[Dataset entries]
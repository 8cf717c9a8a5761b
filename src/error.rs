//! Crate-level error types shared by the token manager, the request gate, stores, and
//! transports.

// self
use crate::_prelude::*;

/// Crate-wide result type alias returning [`Error`] by default.
pub type Result<T, E = Error> = std::result::Result<T, E>;

type BoxError = Box<dyn std::error::Error + Send + Sync>;

/// Canonical error exposed by public APIs.
#[derive(Debug, ThisError)]
pub enum Error {
	/// Storage-layer failure.
	#[error("{0}")]
	Storage(
		#[from]
		#[source]
		crate::store::StoreError,
	),
	/// Local configuration problem.
	#[error(transparent)]
	Config(#[from] ConfigError),
	/// Transport failure (DNS, TCP, TLS, timeouts, malformed payloads).
	#[error(transparent)]
	Transport(#[from] TransportError),
	/// Remote service reported an application-level failure through its `errcode` envelope.
	#[error(transparent)]
	Api(#[from] ApiError),

	/// The credential supplier could not mint a token.
	///
	/// Every caller joined on the failed refresh receives a clone of the same shared cause.
	#[error("Credential supplier failed: {source}")]
	CredentialSupply {
		/// Failure reported by the supplier, shared across all waiters of that refresh.
		#[source]
		source: Arc<Error>,
	},
	/// The remote service rejected a freshly refreshed credential again.
	#[error("Remote service rejected the refreshed credential (errcode {code}): {message}.")]
	CredentialRejected {
		/// Remote error code reported on the final attempt.
		code: i64,
		/// Remote error message reported on the final attempt.
		message: String,
	},
}
impl Error {
	/// Returns the remote error payload when the failure came from the `errcode` envelope.
	pub fn api_error(&self) -> Option<&ApiError> {
		match self {
			Self::Api(inner) => Some(inner),
			_ => None,
		}
	}

	/// Returns the shared supplier cause when the failure came from a credential refresh.
	pub fn supply_cause(&self) -> Option<&Arc<Error>> {
		match self {
			Self::CredentialSupply { source } => Some(source),
			_ => None,
		}
	}
}

/// Application-level failure reported by the remote service.
#[derive(Clone, Debug, PartialEq, Eq, Serialize, Deserialize, ThisError)]
#[error("Remote API returned errcode {code}: {message}.")]
pub struct ApiError {
	/// Remote `errcode` value (never `0`).
	pub code: i64,
	/// Remote `errmsg` value.
	pub message: String,
}
impl ApiError {
	/// Creates an error payload from the remote envelope fields.
	pub fn new(code: i64, message: impl Into<String>) -> Self {
		Self { code, message: message.into() }
	}
}

/// Configuration and validation failures.
#[derive(Debug, ThisError)]
pub enum ConfigError {
	/// HTTP client could not be constructed.
	#[error("HTTP client could not be constructed.")]
	HttpClientBuild {
		/// Underlying transport builder failure.
		#[source]
		source: BoxError,
	},
	/// HTTP request construction failed.
	#[error(transparent)]
	HttpRequest(#[from] oauth2::http::Error),
	/// Endpoint path could not be joined onto the API base.
	#[error("Endpoint `{path}` cannot be resolved against the API base.")]
	InvalidEndpoint {
		/// Relative endpoint path.
		path: String,
		/// Underlying parsing failure.
		#[source]
		source: url::ParseError,
	},
	/// Endpoint path resolved outside the API base.
	#[error("Endpoint `{path}` escapes the API base: {url}.")]
	ForeignEndpoint {
		/// Endpoint path as supplied.
		path: String,
		/// URL the path resolved to.
		url: String,
	},
	/// Descriptor validation failed.
	#[error(transparent)]
	Descriptor(#[from] crate::descriptor::DescriptorError),
	/// Identifier validation failed.
	#[error(transparent)]
	Identifier(#[from] crate::auth::IdentifierError),
	/// Request body could not be serialized.
	#[error("Request body could not be serialized.")]
	RequestBody {
		/// Underlying serialization failure.
		#[source]
		source: serde_json::Error,
	},
	/// A granted lifetime pushes the expiry past the representable time range.
	#[error("The expires_in value exceeds the supported range.")]
	ExpiresInOutOfRange,
	/// Repeated grants expired within the safety margin, so no usable credential exists.
	#[error("Granted lifetime {ttl} does not outlast the {margin} safety margin.")]
	LifetimeWithinMargin {
		/// Lifetime of the last grant.
		ttl: Duration,
		/// Safety margin the grant had to outlast.
		margin: Duration,
	},
	/// Token endpoint returned a negative duration.
	#[error("The expires_in value must not be negative.")]
	NegativeExpiresIn,
}
impl ConfigError {
	/// Wraps a transport's builder failure inside [`ConfigError`].
	pub fn http_client_build(src: impl 'static + Send + Sync + std::error::Error) -> Self {
		Self::HttpClientBuild { source: Box::new(src) }
	}
}
#[cfg(feature = "reqwest")]
impl From<ReqwestError> for ConfigError {
	fn from(e: ReqwestError) -> Self {
		Self::http_client_build(e)
	}
}

/// Transport-level failures (network, IO, timeouts, malformed responses).
#[derive(Debug, ThisError)]
pub enum TransportError {
	/// Underlying HTTP client reported a network failure.
	#[error("Network error occurred while calling the remote API.")]
	Network {
		/// Transport-specific network error.
		#[source]
		source: BoxError,
	},
	/// Request did not complete before the transport deadline.
	#[error("Request timed out while calling the remote API.")]
	Timeout {
		/// Transport-specific timeout error.
		#[source]
		source: BoxError,
	},
	/// Underlying IO failure surfaced during transport.
	#[error("I/O error occurred while calling the remote API.")]
	Io(#[from] std::io::Error),
	/// Remote service answered with a non-success HTTP status and no usable envelope.
	#[error("Remote API answered with HTTP status {status}.")]
	UnexpectedStatus {
		/// HTTP status code.
		status: u16,
		/// Truncated response body.
		body_preview: String,
	},
	/// Response body was not the JSON shape the caller expected.
	#[error("Remote API returned malformed JSON.")]
	Decode {
		/// Structured parsing failure.
		#[source]
		source: serde_path_to_error::Error<serde_json::Error>,
		/// HTTP status code, when available.
		status: Option<u16>,
	},
	/// Transport failed without a more specific classification.
	#[error("HTTP client error occurred while calling the remote API: {message}.")]
	Other {
		/// Transport-supplied message.
		message: String,
	},
}
impl TransportError {
	/// Wraps a transport-specific network error.
	pub fn network(src: impl 'static + Send + Sync + std::error::Error) -> Self {
		Self::Network { source: Box::new(src) }
	}

	/// Wraps a transport-specific timeout error.
	pub fn timeout(src: impl 'static + Send + Sync + std::error::Error) -> Self {
		Self::Timeout { source: Box::new(src) }
	}
}
#[cfg(feature = "reqwest")]
impl From<ReqwestError> for TransportError {
	fn from(e: ReqwestError) -> Self {
		if e.is_timeout() { Self::timeout(e) } else { Self::network(e) }
	}
}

Work request: An exact copy of the lines above between the line holding "outside the API base." and the line holding "Descriptor validation failed.", inclusive, is the whole answer.

Response box:
	/// Endpoint path resolved outside the API base.
	#[error("Endpoint `{path}` escapes the API base: {url}.")]
	ForeignEndpoint {
		/// Endpoint path as supplied.
		path: String,
		/// URL the path resolved to.
		url: String,
	},
	/// Descriptor validation failed.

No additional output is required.